40 Eridani A is less massive and therefore less luminous than the sun. In order for a planet to have an Earthlike climate it must orbit 40 Eri A closer than the Earth orbits the sun. 0.56 au puts it somewhere between Mercury and Venus if it were in our solar system but in the 40 Eri A system it would get about the same amount of energy at that distance as Earth does at 1 au from Sol.


Moving it out to .855 au as you suggest means, due to the inverse square law, it would only receive 43% as much energy as Earth does now. Add the thinner atmosphere and you'd end up with something more like Mars. Hardly "Hot as Vulcan".
 
Nope, too dim and too distant. From Sky & Telescope:

"Both B and C are bright enough to be easily visible in Vulcan's daytime sky, though (at their distance) they wouldn't really be contributing much to Vulcan in the way of light and heat. At night, they would shine with a combined magnitude of -7.8, some 22 times brighter than our brightest Venus--though still only about 1/47th of the brightness of our full Moon. Enough to cast a dim shadow, maybe, and annoy the hell out of Vulcan astronomers around the time that B and C are in opposition, but dim enough to let night remain night."
 
Hardly "Hot as Vulcan".

The more exact expression might deal with the Vulcan day. The nights are probably hellishly cold if the atmosphere really is that thin.

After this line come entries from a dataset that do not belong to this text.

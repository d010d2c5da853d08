//! Primitives shared by every segmentation strategy: UTF-8 rune indexing,
//! the double-array trie dictionary cache, the dictionary loader, and the
//! HMM model with its Viterbi decoder.
//!
//! Higher-level strategy composition (MP/HMM/Mix/Full/Query cuts, keyword
//! extraction) lives in the `jieba` crate; this crate only owns data and
//! the algorithms that operate directly on it.

pub mod dat;
pub mod dict;
pub mod error;
pub mod hmm;
pub mod rune;

pub use dat::cache::DatMemElem;
pub use dat::{Dat, DatElement, DagCell};
pub use dict::{Dictionary, UserWordWeightOption};
pub use error::{JiebaError, JiebaErrorKind, JiebaResult};
pub use hmm::HmmModel;
pub use rune::{Rune, RuneString};
use std::fs;
use std::io::{self, BufRead, BufReader, Write};
use std::path::PathBuf;

use clap::{Parser, ValueEnum};
use jieba::Jieba;

#[derive(Debug, Clone, Copy, ValueEnum)]
enum Mode {
    /// Mix-cut into words, one line of space-separated words per input line.
    Cut,
    /// Mix-cut and tag each word with its dictionary part of speech.
    Tag,
    /// Extract top-N TF-IDF keywords.
    Extract,
}

/// Segments UTF-8 text into words, tags it, or extracts keywords.
#[derive(Debug, Parser)]
#[command(name = "jieba", version, about)]
struct Cli {
    /// Path to the main dictionary file (`word freq tag` per line).
    #[arg(short, long, value_name = "DICTIONARY")]
    dictionary: PathBuf,

    /// Path to a user dictionary file. May be repeated.
    #[arg(short, long = "userdict", value_name = "USER_DICTIONARY")]
    user_dictionaries: Vec<PathBuf>,

    /// Path to the HMM model file.
    #[arg(short = 'm', long, value_name = "HMM_MODEL")]
    hmm_model: PathBuf,

    /// Path to the IDF dictionary file, required by `--mode extract`.
    #[arg(long, value_name = "IDF_DICTIONARY")]
    idf_dictionary: Option<PathBuf>,

    /// Path to the stop-word list, required by `--mode extract`.
    #[arg(long, value_name = "STOP_WORDS")]
    stop_words: Option<PathBuf>,

    /// What to do with each input line.
    #[arg(long, value_enum, default_value = "cut")]
    mode: Mode,

    /// Disable the HMM fallback for out-of-vocabulary spans (`--mode cut` only).
    #[arg(long)]
    no_hmm: bool,

    /// Number of keywords to report (`--mode extract` only).
    #[arg(long, default_value_t = 20)]
    top_n: usize,

    /// Read from this file instead of stdin.
    #[arg(value_name = "INPUT_FILE")]
    input_file: Option<PathBuf>,
}

fn main() -> anyhow::Result<()> {
    env_logger::init();
    let cli = Cli::parse();

    let mut jieba = Jieba::new(&cli.dictionary, &cli.user_dictionaries, &cli.hmm_model)?;
    let mode = cli.mode;

    if matches!(mode, Mode::Extract) {
        let idf = cli
            .idf_dictionary
            .ok_or_else(|| anyhow::anyhow!("--mode extract requires --idf-dictionary"))?;
        let stop_words = cli
            .stop_words
            .ok_or_else(|| anyhow::anyhow!("--mode extract requires --stop-words"))?;
        jieba = jieba.with_keyword_extractor(&idf, &stop_words)?;
    }

    let stdout = io::stdout();
    let mut out = stdout.lock();

    let lines: Box<dyn Iterator<Item = io::Result<String>>> = match &cli.input_file {
        Some(path) => {
            let content = fs::read_to_string(path)?;
            Box::new(content.lines().map(|l| Ok(l.to_string())).collect::<Vec<_>>().into_iter())
        }
        None => Box::new(BufReader::new(io::stdin()).lines()),
    };

    for line in lines {
        let line = line?;
        let line = line.trim();
        if line.is_empty() {
            continue;
        }

        match mode {
            Mode::Cut => {
                let words = jieba.cut(line, !cli.no_hmm);
                writeln!(out, "{}", words.join(" / "))?;
            }
            Mode::Tag => {
                let tagged = jieba.tag(line);
                let rendered: Vec<String> = tagged.into_iter().map(|(w, t)| format!("{w}/{t}")).collect();
                writeln!(out, "{}", rendered.join(" "))?;
            }
            Mode::Extract => {
                let keywords = jieba.extract(line, cli.top_n);
                let rendered: Vec<String> = keywords
                    .into_iter()
                    .map(|(word, weight)| format!("{word}:{weight:.4}"))
                    .collect();
                writeln!(out, "{}", rendered.join(" "))?;
            }
        }
    }

    Ok(())
}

Really, the average temperature of the planet might be very low, and the desert days might still be as hot as any on Earth, in terms of radiated heat. It can get "scorching hot" up on the mountains of Earth, too - at low actual temperatures.

It's not as if any of the characters would ever have been shown sweating on Vulcan... Whereas Tuvok was sweating on a variety of desert worlds.

Timo Saloniemi
 
We've seen Vulcan at night in the closing scenes of TSFS. The crew arrives at sunset, spends the night at the ceremony and greets Spock as the sun comes up. They don't appear to be cold although it might be comfortable for them and the Vulcans find it chilly. In this shot, with the rising sun, we see the mountains are all bare rock, no trees as would be expected in a more temperate climate. Also, none of the mountains have a snow cap. On Earth, Kilimanjaro is located just 3 degrees from the equator and it's snow capped (although, not for long it seems).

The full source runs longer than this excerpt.